Stored data:

━━━

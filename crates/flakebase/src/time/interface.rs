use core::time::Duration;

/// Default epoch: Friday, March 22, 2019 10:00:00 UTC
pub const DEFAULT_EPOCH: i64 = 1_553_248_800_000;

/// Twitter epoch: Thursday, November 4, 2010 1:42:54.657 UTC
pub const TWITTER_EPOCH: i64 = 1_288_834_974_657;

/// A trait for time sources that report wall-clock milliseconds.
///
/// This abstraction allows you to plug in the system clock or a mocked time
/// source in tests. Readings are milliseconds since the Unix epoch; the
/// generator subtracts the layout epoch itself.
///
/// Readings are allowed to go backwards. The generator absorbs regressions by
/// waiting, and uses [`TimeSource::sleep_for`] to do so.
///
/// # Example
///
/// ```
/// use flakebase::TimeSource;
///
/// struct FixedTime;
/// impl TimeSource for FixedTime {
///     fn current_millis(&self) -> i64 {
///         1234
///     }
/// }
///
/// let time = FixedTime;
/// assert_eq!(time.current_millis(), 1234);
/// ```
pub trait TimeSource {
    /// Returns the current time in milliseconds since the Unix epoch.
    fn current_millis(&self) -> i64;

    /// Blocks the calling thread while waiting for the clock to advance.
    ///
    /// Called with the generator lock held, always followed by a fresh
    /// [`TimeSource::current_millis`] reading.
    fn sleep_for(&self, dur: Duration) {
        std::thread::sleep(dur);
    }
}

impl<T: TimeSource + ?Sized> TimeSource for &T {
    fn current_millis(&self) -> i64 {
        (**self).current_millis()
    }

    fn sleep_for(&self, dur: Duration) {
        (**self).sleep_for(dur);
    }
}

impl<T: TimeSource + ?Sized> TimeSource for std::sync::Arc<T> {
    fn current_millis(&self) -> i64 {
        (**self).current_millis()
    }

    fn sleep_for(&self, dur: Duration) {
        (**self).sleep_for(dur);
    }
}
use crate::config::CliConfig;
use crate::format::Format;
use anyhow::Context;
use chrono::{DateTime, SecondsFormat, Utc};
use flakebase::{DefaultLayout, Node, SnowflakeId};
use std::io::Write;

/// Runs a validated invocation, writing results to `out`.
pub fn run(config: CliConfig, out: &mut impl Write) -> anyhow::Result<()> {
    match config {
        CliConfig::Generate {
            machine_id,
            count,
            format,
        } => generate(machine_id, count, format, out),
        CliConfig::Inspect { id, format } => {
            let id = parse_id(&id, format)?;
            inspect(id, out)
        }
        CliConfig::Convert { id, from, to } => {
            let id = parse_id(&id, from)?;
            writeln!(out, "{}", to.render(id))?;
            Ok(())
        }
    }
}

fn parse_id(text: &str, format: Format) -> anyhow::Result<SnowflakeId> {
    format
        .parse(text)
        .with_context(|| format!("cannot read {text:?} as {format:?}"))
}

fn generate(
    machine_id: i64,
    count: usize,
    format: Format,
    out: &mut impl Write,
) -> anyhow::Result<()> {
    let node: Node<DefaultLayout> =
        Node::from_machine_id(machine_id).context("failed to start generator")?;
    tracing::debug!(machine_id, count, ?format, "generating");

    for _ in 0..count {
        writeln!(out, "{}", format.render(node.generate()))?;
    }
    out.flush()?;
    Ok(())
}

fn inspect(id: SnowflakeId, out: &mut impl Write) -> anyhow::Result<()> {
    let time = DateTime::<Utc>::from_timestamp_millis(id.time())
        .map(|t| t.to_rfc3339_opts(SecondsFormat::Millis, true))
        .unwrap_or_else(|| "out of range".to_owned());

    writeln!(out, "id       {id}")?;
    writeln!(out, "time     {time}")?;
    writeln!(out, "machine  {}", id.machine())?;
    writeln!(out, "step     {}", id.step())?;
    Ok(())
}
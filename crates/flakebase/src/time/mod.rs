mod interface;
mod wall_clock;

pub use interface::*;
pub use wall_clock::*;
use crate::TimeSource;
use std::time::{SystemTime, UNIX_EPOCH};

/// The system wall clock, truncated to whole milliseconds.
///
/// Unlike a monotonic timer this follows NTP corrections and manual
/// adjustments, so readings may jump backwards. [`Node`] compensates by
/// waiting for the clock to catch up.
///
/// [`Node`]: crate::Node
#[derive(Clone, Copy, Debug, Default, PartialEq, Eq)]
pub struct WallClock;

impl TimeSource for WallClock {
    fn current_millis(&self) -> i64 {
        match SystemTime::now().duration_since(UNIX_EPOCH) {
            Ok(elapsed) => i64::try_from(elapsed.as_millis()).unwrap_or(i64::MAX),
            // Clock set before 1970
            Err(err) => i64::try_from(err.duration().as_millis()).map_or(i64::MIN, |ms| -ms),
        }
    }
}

━━━

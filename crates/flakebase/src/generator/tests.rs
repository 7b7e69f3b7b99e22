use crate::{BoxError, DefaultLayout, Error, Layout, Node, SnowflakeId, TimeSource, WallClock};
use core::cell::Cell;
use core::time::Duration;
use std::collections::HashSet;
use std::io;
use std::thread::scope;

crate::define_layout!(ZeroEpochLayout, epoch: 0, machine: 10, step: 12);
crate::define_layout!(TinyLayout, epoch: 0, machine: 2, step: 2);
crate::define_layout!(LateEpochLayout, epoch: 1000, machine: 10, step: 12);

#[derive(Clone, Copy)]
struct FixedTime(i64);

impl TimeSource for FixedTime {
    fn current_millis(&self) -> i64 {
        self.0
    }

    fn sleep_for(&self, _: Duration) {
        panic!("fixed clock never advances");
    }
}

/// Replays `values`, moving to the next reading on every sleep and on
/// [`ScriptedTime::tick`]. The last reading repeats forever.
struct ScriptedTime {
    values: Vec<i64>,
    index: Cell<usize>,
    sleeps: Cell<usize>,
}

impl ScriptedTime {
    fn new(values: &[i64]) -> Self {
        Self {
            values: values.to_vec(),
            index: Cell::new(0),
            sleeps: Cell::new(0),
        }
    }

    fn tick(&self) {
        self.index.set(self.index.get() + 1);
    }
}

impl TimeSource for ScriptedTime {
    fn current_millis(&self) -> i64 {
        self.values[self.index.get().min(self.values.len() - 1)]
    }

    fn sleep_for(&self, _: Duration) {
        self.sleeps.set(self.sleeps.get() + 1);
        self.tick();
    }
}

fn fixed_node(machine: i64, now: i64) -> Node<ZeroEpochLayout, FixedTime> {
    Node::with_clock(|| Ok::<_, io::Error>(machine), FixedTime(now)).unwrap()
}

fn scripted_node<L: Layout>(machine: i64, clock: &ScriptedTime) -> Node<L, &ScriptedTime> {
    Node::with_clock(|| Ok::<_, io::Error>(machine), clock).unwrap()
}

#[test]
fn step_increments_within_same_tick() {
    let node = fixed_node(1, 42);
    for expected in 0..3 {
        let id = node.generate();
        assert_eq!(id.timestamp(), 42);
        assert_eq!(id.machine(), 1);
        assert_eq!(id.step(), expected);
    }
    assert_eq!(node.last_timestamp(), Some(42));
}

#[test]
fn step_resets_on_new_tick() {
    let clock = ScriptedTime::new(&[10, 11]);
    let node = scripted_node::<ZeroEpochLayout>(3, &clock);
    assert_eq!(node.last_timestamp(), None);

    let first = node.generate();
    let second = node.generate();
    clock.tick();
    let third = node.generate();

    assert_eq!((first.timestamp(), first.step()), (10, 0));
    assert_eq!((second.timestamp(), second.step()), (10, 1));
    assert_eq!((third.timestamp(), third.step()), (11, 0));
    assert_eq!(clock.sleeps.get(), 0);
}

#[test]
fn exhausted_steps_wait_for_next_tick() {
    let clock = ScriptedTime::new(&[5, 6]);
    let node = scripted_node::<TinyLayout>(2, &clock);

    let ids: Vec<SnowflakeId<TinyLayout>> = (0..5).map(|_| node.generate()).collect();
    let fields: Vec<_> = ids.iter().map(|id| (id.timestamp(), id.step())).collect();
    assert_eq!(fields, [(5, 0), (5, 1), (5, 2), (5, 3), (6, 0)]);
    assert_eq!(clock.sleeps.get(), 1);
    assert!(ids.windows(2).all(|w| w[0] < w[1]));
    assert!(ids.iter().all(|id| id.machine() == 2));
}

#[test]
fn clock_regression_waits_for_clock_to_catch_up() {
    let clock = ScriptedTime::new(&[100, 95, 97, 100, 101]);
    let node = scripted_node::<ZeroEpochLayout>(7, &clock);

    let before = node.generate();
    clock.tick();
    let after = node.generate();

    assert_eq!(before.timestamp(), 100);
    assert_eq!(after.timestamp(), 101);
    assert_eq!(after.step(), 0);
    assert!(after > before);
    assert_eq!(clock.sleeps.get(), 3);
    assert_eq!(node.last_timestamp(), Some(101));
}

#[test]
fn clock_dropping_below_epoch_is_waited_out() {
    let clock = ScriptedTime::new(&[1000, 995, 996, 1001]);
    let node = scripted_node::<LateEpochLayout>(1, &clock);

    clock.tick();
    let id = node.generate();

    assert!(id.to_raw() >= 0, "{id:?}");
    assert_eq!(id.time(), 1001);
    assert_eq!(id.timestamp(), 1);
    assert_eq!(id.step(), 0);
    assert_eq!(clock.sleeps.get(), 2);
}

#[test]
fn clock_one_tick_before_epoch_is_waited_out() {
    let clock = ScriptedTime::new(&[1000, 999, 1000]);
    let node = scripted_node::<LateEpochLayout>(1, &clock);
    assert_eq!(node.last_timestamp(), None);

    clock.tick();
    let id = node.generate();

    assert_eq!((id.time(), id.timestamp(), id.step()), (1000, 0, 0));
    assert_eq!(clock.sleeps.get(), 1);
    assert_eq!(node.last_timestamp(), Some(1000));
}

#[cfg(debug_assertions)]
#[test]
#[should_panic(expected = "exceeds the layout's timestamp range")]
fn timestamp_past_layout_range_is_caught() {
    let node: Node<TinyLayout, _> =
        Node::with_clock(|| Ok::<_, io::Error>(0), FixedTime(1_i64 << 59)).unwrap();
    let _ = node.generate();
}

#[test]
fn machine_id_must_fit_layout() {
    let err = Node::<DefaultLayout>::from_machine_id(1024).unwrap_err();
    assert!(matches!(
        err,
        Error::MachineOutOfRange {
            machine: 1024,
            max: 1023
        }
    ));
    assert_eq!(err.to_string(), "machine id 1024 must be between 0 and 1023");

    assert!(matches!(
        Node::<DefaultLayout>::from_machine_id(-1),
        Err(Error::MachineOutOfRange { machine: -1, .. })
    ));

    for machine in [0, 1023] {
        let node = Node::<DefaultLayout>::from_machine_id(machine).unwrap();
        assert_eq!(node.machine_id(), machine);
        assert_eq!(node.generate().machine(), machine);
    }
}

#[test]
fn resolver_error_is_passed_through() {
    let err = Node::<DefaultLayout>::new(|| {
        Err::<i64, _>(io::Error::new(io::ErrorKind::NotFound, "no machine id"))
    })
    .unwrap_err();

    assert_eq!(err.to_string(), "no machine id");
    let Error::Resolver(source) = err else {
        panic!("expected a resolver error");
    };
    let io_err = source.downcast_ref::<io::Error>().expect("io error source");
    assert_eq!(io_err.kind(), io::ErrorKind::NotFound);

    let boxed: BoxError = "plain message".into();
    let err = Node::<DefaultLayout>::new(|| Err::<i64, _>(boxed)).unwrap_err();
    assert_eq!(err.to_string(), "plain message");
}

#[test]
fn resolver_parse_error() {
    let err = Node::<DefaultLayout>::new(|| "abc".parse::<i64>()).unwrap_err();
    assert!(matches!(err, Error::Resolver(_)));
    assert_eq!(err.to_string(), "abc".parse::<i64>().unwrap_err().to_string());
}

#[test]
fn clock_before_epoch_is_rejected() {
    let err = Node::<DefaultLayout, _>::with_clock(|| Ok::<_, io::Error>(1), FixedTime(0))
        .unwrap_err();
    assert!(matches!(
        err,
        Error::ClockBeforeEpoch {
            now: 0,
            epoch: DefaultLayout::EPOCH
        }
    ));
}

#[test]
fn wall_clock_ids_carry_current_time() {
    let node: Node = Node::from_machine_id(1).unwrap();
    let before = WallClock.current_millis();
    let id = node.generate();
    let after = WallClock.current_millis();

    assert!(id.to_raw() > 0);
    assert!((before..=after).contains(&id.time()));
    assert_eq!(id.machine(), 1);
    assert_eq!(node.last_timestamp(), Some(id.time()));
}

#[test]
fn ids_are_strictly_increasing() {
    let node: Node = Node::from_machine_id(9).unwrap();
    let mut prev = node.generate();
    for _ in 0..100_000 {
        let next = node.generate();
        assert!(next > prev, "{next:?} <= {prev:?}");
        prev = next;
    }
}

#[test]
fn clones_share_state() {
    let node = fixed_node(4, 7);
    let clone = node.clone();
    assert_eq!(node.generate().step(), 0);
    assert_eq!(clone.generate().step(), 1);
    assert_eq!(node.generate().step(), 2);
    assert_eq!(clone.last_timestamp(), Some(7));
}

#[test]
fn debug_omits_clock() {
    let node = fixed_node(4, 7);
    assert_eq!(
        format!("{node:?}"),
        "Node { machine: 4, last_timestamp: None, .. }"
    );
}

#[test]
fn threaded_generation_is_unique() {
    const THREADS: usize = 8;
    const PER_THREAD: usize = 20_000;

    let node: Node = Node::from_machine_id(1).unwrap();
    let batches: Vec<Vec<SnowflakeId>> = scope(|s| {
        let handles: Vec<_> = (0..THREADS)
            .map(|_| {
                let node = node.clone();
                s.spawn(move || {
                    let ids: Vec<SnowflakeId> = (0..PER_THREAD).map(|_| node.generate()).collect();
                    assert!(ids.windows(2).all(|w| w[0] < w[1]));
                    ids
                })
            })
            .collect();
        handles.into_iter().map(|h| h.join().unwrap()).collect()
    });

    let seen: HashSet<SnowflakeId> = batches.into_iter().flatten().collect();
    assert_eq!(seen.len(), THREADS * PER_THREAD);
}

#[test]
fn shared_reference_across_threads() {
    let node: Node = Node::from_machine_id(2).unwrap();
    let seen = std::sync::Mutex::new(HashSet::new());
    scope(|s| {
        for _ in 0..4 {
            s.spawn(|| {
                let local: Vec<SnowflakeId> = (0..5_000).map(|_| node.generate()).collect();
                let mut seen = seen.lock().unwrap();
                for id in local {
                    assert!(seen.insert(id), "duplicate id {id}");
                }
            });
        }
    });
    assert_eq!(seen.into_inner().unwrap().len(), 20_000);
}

━━━

What is needed: Copy whichever lines of the records above contain the word "flakebase".

Task output:
filename crates/flakebase/src/time/interface.rs
/// use flakebase::TimeSource;
use flakebase::{DefaultLayout, Node, SnowflakeId};
filename crates/flakebase/src/time/mod.rs
filename crates/flakebase/src/generator/tests.rs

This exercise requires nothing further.